我创建了一个函数,它应该返回两个列表没有共同点的元素。目前,他们正在输出传递给它的确切内容。有关如何解决此问题的任何建议吗?
(define (findDifference lst1 lst2)
(if (null? lst1) lst2
(cons (car lst1) (findDifference (cdr lst1) lst2))))
(findDifference '(2 3 4 (2 3) 2 (4 5)) '(2 4 (4 5))

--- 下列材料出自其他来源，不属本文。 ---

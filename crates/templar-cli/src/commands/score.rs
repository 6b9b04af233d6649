use crate::cli::ScoreArgs;
use crate::error::{CliError, Result};
use templar::core::analysis::gaps;
use templar::core::io::artifact;
use templar::core::models::alignment::PairwiseAlignment;
use templar::core::scoring;
use tracing::{info, instrument};

/// Quality figures for one alignment, as `templar score` prints them.
#[derive(Debug, Clone, PartialEq)]
pub struct ScoreSummary {
    pub identity: f64,
    pub coverage: f64,
    pub score: u32,
    /// Boundary extensions (left, right) suggested by each aligned sequence.
    pub first_extension: (usize, usize),
    pub second_extension: (usize, usize),
}

pub fn summarize(
    alignment: &PairwiseAlignment,
    max_domain_length: Option<usize>,
) -> Result<ScoreSummary> {
    let identity = scoring::identity(alignment);
    let coverage = scoring::coverage(alignment, max_domain_length);
    let to_cli = |e: gaps::GapPatternError| CliError::Other(e.into());
    Ok(ScoreSummary {
        identity,
        coverage,
        score: scoring::composite(identity, coverage),
        first_extension: gaps::classify(&alignment.first().sequence).map_err(to_cli)?,
        second_extension: gaps::classify(&alignment.second().sequence).map_err(to_cli)?,
    })
}

#[instrument(skip_all, name = "score_command")]
pub fn run(args: ScoreArgs) -> Result<()> {
    let alignment =
        artifact::read_alignment_from_path(&args.alignment).map_err(|e| CliError::FileParsing {
            path: args.alignment.clone(),
            source: e.into(),
        })?;
    let summary = summarize(&alignment, args.max_domain_length)?;
    info!(score = summary.score, "Alignment scored.");

    println!("{} vs {}", alignment.first().id, alignment.second().id);
    println!("  identity:  {:.2}%", summary.identity);
    println!("  coverage:  {:.2}%", summary.coverage);
    println!("  score:     {}", summary.score);
    println!(
        "  extend {}: left {}, right {}",
        alignment.first().id,
        summary.first_extension.0,
        summary.first_extension.1
    );
    println!(
        "  extend {}: left {}, right {}",
        alignment.second().id,
        summary.second_extension.0,
        summary.second_extension.1
    );
    Ok(())
}
use crate::core::models::alignment::GAP;
use thiserror::Error;

/// Raised when an aligned sequence has a shape the classifier does not model.
#[derive(Debug, Error, PartialEq, Eq, Clone)]
pub enum GapPatternError {
    #[error("Unexpected symbol '{symbol}' at alignment column {column}")]
    UnexpectedSymbol { symbol: char, column: usize },
}

#[derive(Debug, Clone, Copy, PartialEq, Eq)]
enum Symbol {
    Gap,
    Residue,
}

impl Symbol {
    fn classify(byte: u8, column: usize) -> Result<Self, GapPatternError> {
        match byte {
            GAP => Ok(Symbol::Gap),
            b if b.is_ascii_alphabetic() || b == b'*' => Ok(Symbol::Residue),
            other => Err(GapPatternError::UnexpectedSymbol {
                symbol: other as char,
                column,
            }),
        }
    }
}

/// The run currently being measured at one end of the alignment.
#[derive(Debug, Clone, Copy, PartialEq, Eq, Default)]
enum Run {
    #[default]
    Overhang,
    PrimaryBlock,
    FirstGap,
    Loner,
    SecondGap,
    Closed,
}

/// Run lengths measured from one end of an aligned sequence toward its middle.
#[derive(Debug, Clone, Copy, PartialEq, Eq, Default)]
pub struct EndProfile {
    pub overhang: usize,
    pub loner1: usize,
    pub gap1: usize,
    pub loner2: usize,
    pub gap2: usize,
    run: Run,
}

impl EndProfile {
    fn is_closed(&self) -> bool {
        self.run == Run::Closed
    }

    fn step(&mut self, symbol: Symbol) {
        use Run::*;
        use Symbol::*;
        self.run = match (self.run, symbol) {
            (Overhang, Gap) => {
                self.overhang += 1;
                Overhang
            }
            (Overhang | PrimaryBlock, Residue) => {
                self.loner1 += 1;
                PrimaryBlock
            }
            (PrimaryBlock | FirstGap, Gap) => {
                self.gap1 += 1;
                FirstGap
            }
            (FirstGap | Loner, Residue) => {
                self.loner2 += 1;
                Loner
            }
            (Loner | SecondGap, Gap) => {
                self.gap2 += 1;
                SecondGap
            }
            (SecondGap, Residue) | (Closed, _) => Closed,
        };
    }

    /// Residues this end's boundary should move outward.
    pub fn extension(&self) -> usize {
        if 2 * self.gap2 > self.loner1 + self.loner2 {
            self.gap2 + self.gap1 + self.overhang
        } else if 2 * self.gap1 > self.loner1 {
            self.gap1 + self.overhang
        } else {
            self.overhang
        }
    }
}

/// Measures both ends of `aligned` and returns their profiles (left, right).
///
/// Both ends are scanned in lockstep; column `i` from the left and its mirror from
/// the right are consumed together while `i < n - 1 - i`, and scanning stops early
/// once both ends have closed their second gap.
pub fn profile(aligned: &str) -> Result<(EndProfile, EndProfile), GapPatternError> {
    let bytes = aligned.as_bytes();
    let n = bytes.len();
    let mut left = EndProfile::default();
    let mut right = EndProfile::default();

    for i in 0..n {
        let mirror = n - 1 - i;
        if i >= mirror || (left.is_closed() && right.is_closed()) {
            break;
        }
        left.step(Symbol::classify(bytes[i], i)?);
        right.step(Symbol::classify(bytes[mirror], mirror)?);
    }

    Ok((left, right))
}

/// Returns `(extend_left, extend_right)` for one aligned sequence.
pub fn classify(aligned: &str) -> Result<(usize, usize), GapPatternError> {
    let (left, right) = profile(aligned)?;
    Ok((left.extension(), right.extension()))
}

#[cfg(test)]
mod tests {
    use super::*;

    #[test]
    fn ungapped_sequence_needs_no_extension() {
        assert_eq!(classify("ACDEFGHIKLMNPQ").unwrap(), (0, 0));
        assert_eq!(classify("ACDEFGHIKLMNPQR").unwrap(), (0, 0));
    }

    #[test]
    fn leading_and_trailing_overhangs_are_reported_per_end() {
        assert_eq!(classify("---ACDEFGHIK-").unwrap(), (3, 1));
    }

    #[test]
    fn wide_first_gap_extends_past_the_isolated_block() {
        // left: overhang 2, loner1 2, gap1 5 -> 2*5 > 2
        let (left, right) = profile("--AC-----DEFGHIKLMNPQRSTVW").unwrap();
        assert_eq!((left.overhang, left.loner1, left.gap1), (2, 2, 5));
        assert_eq!(left.extension(), 7);
        assert_eq!(right.extension(), 0);
    }

    #[test]
    fn narrow_first_gap_keeps_only_the_overhang() {
        // left: overhang 1, loner1 6, gap1 2 -> 4 <= 6
        assert_eq!(classify("-ACDEFG--HIKLMNPQRSTVWY").unwrap().0, 1);
    }

    #[test]
    fn wide_second_gap_adds_both_gaps() {
        // left: loner1 1, gap1 1, loner2 1, gap2 4 -> 8 > 2
        let (left, _) = profile("A-C----DEFGHIKLMNPQRSTVWY").unwrap();
        assert_eq!(
            (left.loner1, left.gap1, left.loner2, left.gap2),
            (1, 1, 1, 4)
        );
        assert_eq!(left.extension(), 5);
    }

    #[test]
    fn scanning_stops_at_the_midpoint() {
        let (left, right) = profile("------").unwrap();
        assert_eq!(left.overhang, 3);
        assert_eq!(right.overhang, 3);
        // The middle column of an odd-length sequence belongs to neither end.
        let (left, right) = profile("--A--").unwrap();
        assert_eq!((left.overhang, right.overhang), (2, 2));
        assert_eq!(left.loner1 + right.loner1, 0);
    }

    #[test]
    fn closed_end_ignores_the_rest_of_the_sequence() {
        let (left, _) = profile("A-C-D-E-FFFFFFFFFFFFFFFFFF").unwrap();
        assert_eq!(
            (left.loner1, left.gap1, left.loner2, left.gap2),
            (1, 1, 1, 1)
        );
        assert!(left.is_closed());
    }

    #[test]
    fn unexpected_symbol_is_an_error() {
        assert_eq!(
            classify("AC.DEFG"),
            Err(GapPatternError::UnexpectedSymbol {
                symbol: '.',
                column: 2
            })
        );
    }

    #[test]
    fn empty_and_single_column_sequences_classify_to_zero() {
        assert_eq!(classify("").unwrap(), (0, 0));
        assert_eq!(classify("-").unwrap(), (0, 0));
    }
}
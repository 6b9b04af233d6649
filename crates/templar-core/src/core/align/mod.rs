//! Pairwise sequence alignment.
//!
//! [`SequenceAligner`] is the seam the refinement loop talks to. [`global`] provides
//! an in-process global aligner; [`pool`] bounds how many alignment calls run at the
//! same time across workers.

pub mod global;
pub mod pool;

use crate::core::models::alignment::{AlignmentError, PairwiseAlignment, SequenceRecord};

/// Aligns a query sequence against a target sequence.
///
/// The returned alignment carries the query as its first record and the target as
/// its second, each under its input identifier.
pub trait SequenceAligner: Send + Sync {
    fn align(
        &self,
        query: &SequenceRecord,
        target: &SequenceRecord,
    ) -> Result<PairwiseAlignment, AlignmentError>;
}

impl<A: SequenceAligner + ?Sized> SequenceAligner for &A {
    fn align(
        &self,
        query: &SequenceRecord,
        target: &SequenceRecord,
    ) -> Result<PairwiseAlignment, AlignmentError> {
        (**self).align(query, target)
    }
}

impl<A: SequenceAligner + ?Sized> SequenceAligner for Box<A> {
    fn align(
        &self,
        query: &SequenceRecord,
        target: &SequenceRecord,
    ) -> Result<PairwiseAlignment, AlignmentError> {
        (**self).align(query, target)
    }
}
use serde::{Deserialize, Deserializer, Serialize, Serializer};
use std::fmt;
use std::str::FromStr;
use thiserror::Error;

#[derive(Debug, Error, PartialEq, Eq, Clone)]
pub enum RangeParseError {
    #[error("Domain range '{0}' is not of the form 'start:end'")]
    Malformed(String),
    #[error("Domain range '{text}' has a non-integer bound '{bound}'")]
    InvalidBound { text: String, bound: String },
    #[error("Domain range '{0}' ends before it starts")]
    Inverted(String),
}

/// An inclusive residue interval.
///
/// Query ranges are 1-based sequence positions; structure ranges use the author
/// numbering of the deposited chain and may therefore start at zero or below.
/// The external representation is the string `"start:end"`.
#[derive(Debug, Clone, Copy, PartialEq, Eq, Hash)]
pub struct DomainRange {
    pub start: isize,
    pub end: isize,
}

impl DomainRange {
    pub fn new(start: isize, end: isize) -> Self {
        Self { start, end }
    }

    pub fn len(&self) -> usize {
        (self.end - self.start + 1).max(0) as usize
    }

    pub fn is_empty(&self) -> bool {
        self.end < self.start
    }

    pub fn encode(&self) -> String {
        format!("{}:{}", self.start, self.end)
    }

    pub fn decode(text: &str) -> Result<Self, RangeParseError> {
        let (start, end) = text
            .trim()
            .split_once(':')
            .ok_or_else(|| RangeParseError::Malformed(text.to_string()))?;
        let parse_bound = |bound: &str| {
            bound
                .trim()
                .parse::<isize>()
                .map_err(|_| RangeParseError::InvalidBound {
                    text: text.to_string(),
                    bound: bound.to_string(),
                })
        };
        let range = Self::new(parse_bound(start)?, parse_bound(end)?);
        if range.is_empty() {
            return Err(RangeParseError::Inverted(text.to_string()));
        }
        Ok(range)
    }

    /// Whether the range is a valid window into a sequence of `sequence_len` residues.
    pub fn fits_sequence(&self, sequence_len: usize) -> bool {
        self.start >= 1 && self.start <= self.end && self.end as usize <= sequence_len
    }

    /// Byte slice of a 1-based inclusive window. The caller guarantees `fits_sequence`.
    pub fn slice<'s>(&self, sequence: &'s str) -> &'s str {
        &sequence[(self.start - 1) as usize..self.end as usize]
    }
}

impl fmt::Display for DomainRange {
    fn fmt(&self, f: &mut fmt::Formatter<'_>) -> fmt::Result {
        write!(f, "{}:{}", self.start, self.end)
    }
}

impl FromStr for DomainRange {
    type Err = RangeParseError;

    fn from_str(s: &str) -> Result<Self, Self::Err> {
        Self::decode(s)
    }
}

impl Serialize for DomainRange {
    fn serialize<S: Serializer>(&self, serializer: S) -> Result<S::Ok, S::Error> {
        serializer.serialize_str(&self.encode())
    }
}

impl<'de> Deserialize<'de> for DomainRange {
    fn deserialize<D: Deserializer<'de>>(deserializer: D) -> Result<Self, D::Error> {
        let text = String::deserialize(deserializer)?;
        Self::decode(&text).map_err(serde::de::Error::custom)
    }
}

/// A single query domain: a family-annotated window of one protein sequence.
#[derive(Debug, Clone, PartialEq, Eq, Hash, Serialize, Deserialize)]
#[serde(rename_all = "kebab-case")]
pub struct SingleDomain {
    pub identity: String,
    pub family: String,
    pub range: DomainRange,
    pub sequence_id: String,
}

#[derive(Debug, Clone, PartialEq, Eq, Hash, Serialize, Deserialize)]
#[serde(rename_all = "kebab-case")]
pub struct DomainPair {
    pub first: SingleDomain,
    pub second: SingleDomain,
}

/// The unit of work for template selection.
#[derive(Debug, Clone, PartialEq, Eq, Hash, Serialize, Deserialize)]
#[serde(rename_all = "kebab-case", tag = "kind")]
pub enum DomainUnit {
    Single(SingleDomain),
    Pair(DomainPair),
}

impl DomainUnit {
    pub fn label(&self) -> String {
        match self {
            DomainUnit::Single(domain) => domain.identity.clone(),
            DomainUnit::Pair(pair) => {
                format!("{}*{}", pair.first.identity, pair.second.identity)
            }
        }
    }

    /// Relative directory under which artifacts for this unit are staged.
    pub fn storage_key(&self) -> String {
        match self {
            DomainUnit::Single(domain) => {
                format!("{}/{}", sanitize(&domain.sequence_id), sanitize(&domain.identity))
            }
            DomainUnit::Pair(pair) => format!(
                "{}/{}_{}",
                sanitize(&pair.first.sequence_id),
                sanitize(&pair.first.identity),
                sanitize(&pair.second.identity)
            ),
        }
    }

    /// Content-derived key: two units with equal keys select the same template.
    pub fn cache_key(&self) -> String {
        let side = |d: &SingleDomain| format!("{}|{}|{}", d.sequence_id, d.family, d.range);
        match self {
            DomainUnit::Single(domain) => format!("single:{}", side(domain)),
            DomainUnit::Pair(pair) => {
                format!("pair:{}+{}", side(&pair.first), side(&pair.second))
            }
        }
    }
}

fn sanitize(component: &str) -> String {
    component
        .chars()
        .map(|c| match c {
            '/' | '\\' | ':' | '*' | ' ' => '_',
            other => other,
        })
        .collect()
}

#[cfg(test)]
mod tests {
    use super::*;

    fn domain(identity: &str, range: &str) -> SingleDomain {
        SingleDomain {
            identity: identity.to_string(),
            family: "Ras".to_string(),
            range: range.parse().unwrap(),
            sequence_id: "P01112".to_string(),
        }
    }

    #[test]
    fn decode_inverts_encode_for_valid_ranges() {
        for (start, end) in [(1, 1), (1, 166), (10, 50), (-3, 12), (0, 0), (999, 1200)] {
            let range = DomainRange::new(start, end);
            assert_eq!(DomainRange::decode(&range.encode()).unwrap(), range);
        }
    }

    #[test]
    fn decode_accepts_surrounding_whitespace() {
        assert_eq!(
            DomainRange::decode(" 5 : 40 ").unwrap(),
            DomainRange::new(5, 40)
        );
    }

    #[test]
    fn decode_rejects_malformed_strings() {
        assert!(matches!(
            DomainRange::decode("5-40"),
            Err(RangeParseError::Malformed(_))
        ));
        assert!(matches!(
            DomainRange::decode("a:40"),
            Err(RangeParseError::InvalidBound { .. })
        ));
        assert!(matches!(
            DomainRange::decode("40:5"),
            Err(RangeParseError::Inverted(_))
        ));
    }

    #[test]
    fn len_counts_both_bounds() {
        assert_eq!(DomainRange::new(10, 50).len(), 41);
        assert_eq!(DomainRange::new(-2, 2).len(), 5);
    }

    #[test]
    fn fits_sequence_enforces_one_based_bounds() {
        assert!(DomainRange::new(1, 100).fits_sequence(100));
        assert!(!DomainRange::new(0, 10).fits_sequence(100));
        assert!(!DomainRange::new(90, 101).fits_sequence(100));
    }

    #[test]
    fn slice_extracts_inclusive_window() {
        assert_eq!(DomainRange::new(2, 4).slice("ABCDEF"), "BCD");
        assert_eq!(DomainRange::new(1, 6).slice("ABCDEF"), "ABCDEF");
    }

    #[test]
    fn serde_uses_string_form() {
        let toml_text = toml::to_string(&domain("P01112_Ras", "1:166")).unwrap();
        assert!(toml_text.contains("range = \"1:166\""));
        let parsed: SingleDomain = toml::from_str(&toml_text).unwrap();
        assert_eq!(parsed.range, DomainRange::new(1, 166));
    }

    #[test]
    fn storage_and_cache_keys_distinguish_units() {
        let single = DomainUnit::Single(domain("P01112_Ras", "1:166"));
        let pair = DomainUnit::Pair(DomainPair {
            first: domain("P01112_Ras", "1:166"),
            second: domain("P01112_RasGEF", "200:400"),
        });
        assert_eq!(single.storage_key(), "P01112/P01112_Ras");
        assert_eq!(pair.storage_key(), "P01112/P01112_Ras_P01112_RasGEF");
        assert_ne!(single.cache_key(), pair.cache_key());
        assert_eq!(pair.label(), "P01112_Ras*P01112_RasGEF");
    }
}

当前输出:(2 3 4 (2 3) 2 (4 5) 2 4 (4 5))
期望的输出:(3 (2 3))
答案 0 :(得分:2)
您要求两个列表中的symmetric difference。试试这个:
(define (diff list1 list2)
(union (complement list1 list2)
(complement list2 list1)))
使用以下帮助程序:
(define (union list1 list2)
(cond ((null? list1) list2)
((member (car list1) list2) (union (cdr list1) list2))
(else (cons (car list1) (union (cdr list1) list2)))))
(define (complement list1 list2)
(cond ((null? list1) '())
((member (car list1) list2) (complement (cdr list1) list2))
(else (cons (car list1) (complement (cdr list1) list2)))))
另请注意,如果您使用的是Racket,则可以使用内置的set-symmetric-difference程序获得相同的效果。例如:
(diff '(2 3 4 (2 3) 2 (4 5)) '(2 4 (4 5)))
=> '(3 (2 3))
答案 1 :(得分:1)
因为看起来像家庭作业而且我不想破坏乐趣,所以这里是蛮力算法,遗漏了一些东西。如果你真的被困住了,我会给你全部资源。
(define (sym-diff xs ys)
;; Since we have the helper function we can determine all the elements that are in the first list,
;; but not in the second list.
;; Then we can pass this intermediate result to the second call to sym-diff-helper.
;;This will return us all the elements that are in the second list but not the first.
(let ((in-first-not-second ...))
(sym-diff-helper ys xs in-first-not-second)))
;; This function will return all the elements from the first list that are not in the second list!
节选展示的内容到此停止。